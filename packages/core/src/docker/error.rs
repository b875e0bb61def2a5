//! Docker-specific error types
//!
//! Errors raised while talking to a host's Docker daemon, with clear
//! messages for the common connection failures.

use thiserror::Error;

/// Errors that can occur during Docker daemon operations
#[derive(Error, Debug)]
pub enum DockerError {
    /// Failed to connect to the Docker daemon
    #[error("Docker connection failed: {0}")]
    Connection(String),

    /// TLS client setup failed (bad or mismatched certificate material)
    #[error("Docker TLS setup failed: {0}")]
    Tls(String),

    /// Docker daemon is not running or unreachable
    #[error("Docker daemon not reachable. Start the host or check DOCKER_HOST.")]
    NotRunning,

    /// Permission denied accessing Docker socket
    #[error(
        "Permission denied accessing Docker socket. You may need to add your user to the 'docker' group."
    )]
    PermissionDenied,

    /// Container list or inspect failed
    #[error("Container query failed: {0}")]
    Query(String),

    /// Operation timed out
    #[error("Docker operation timed out")]
    Timeout,
}

impl From<bollard::errors::Error> for DockerError {
    fn from(err: bollard::errors::Error) -> Self {
        if let bollard::errors::Error::RequestTimeoutError = err {
            return DockerError::Timeout;
        }

        let msg = err.to_string();

        // Detect common error patterns and provide better messages
        if msg.contains("Cannot connect to the Docker daemon")
            || msg.contains("connection refused")
            || msg.contains("Connection refused")
            || msg.contains("No such file or directory")
        {
            DockerError::NotRunning
        } else if msg.contains("permission denied") || msg.contains("Permission denied") {
            DockerError::PermissionDenied
        } else {
            DockerError::Connection(msg)
        }
    }
}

—————

WHAT IS NEEDED: The full set of entries should appear again, unchanged, line by line.

SOLVED PROBLEM:
filename packages/core/src/docker/error.rs
repository b875e0bb61def2a5
//! Docker-specific error types
//!
//! Errors raised while talking to a host's Docker daemon, with clear
//! messages for the common connection failures.

use thiserror::Error;

/// Errors that can occur during Docker daemon operations
#[derive(Error, Debug)]
pub enum DockerError {
    /// Failed to connect to the Docker daemon
    #[error("Docker connection failed: {0}")]
    Connection(String),

    /// TLS client setup failed (bad or mismatched certificate material)
    #[error("Docker TLS setup failed: {0}")]
    Tls(String),

    /// Docker daemon is not running or unreachable
    #[error("Docker daemon not reachable. Start the host or check DOCKER_HOST.")]
    NotRunning,

    /// Permission denied accessing Docker socket
    #[error(
        "Permission denied accessing Docker socket. You may need to add your user to the 'docker' group."
    )]
    PermissionDenied,

    /// Container list or inspect failed
    #[error("Container query failed: {0}")]
    Query(String),

    /// Operation timed out
    #[error("Docker operation timed out")]
    Timeout,
}

impl From<bollard::errors::Error> for DockerError {
    fn from(err: bollard::errors::Error) -> Self {
        if let bollard::errors::Error::RequestTimeoutError = err {
            return DockerError::Timeout;
        }

        let msg = err.to_string();

        // Detect common error patterns and provide better messages
        if msg.contains("Cannot connect to the Docker daemon")
            || msg.contains("connection refused")
            || msg.contains("Connection refused")
            || msg.contains("No such file or directory")
        {
            DockerError::NotRunning
        } else if msg.contains("permission denied") || msg.contains("Permission denied") {
            DockerError::PermissionDenied
        } else {
            DockerError::Connection(msg)
        }
    }
}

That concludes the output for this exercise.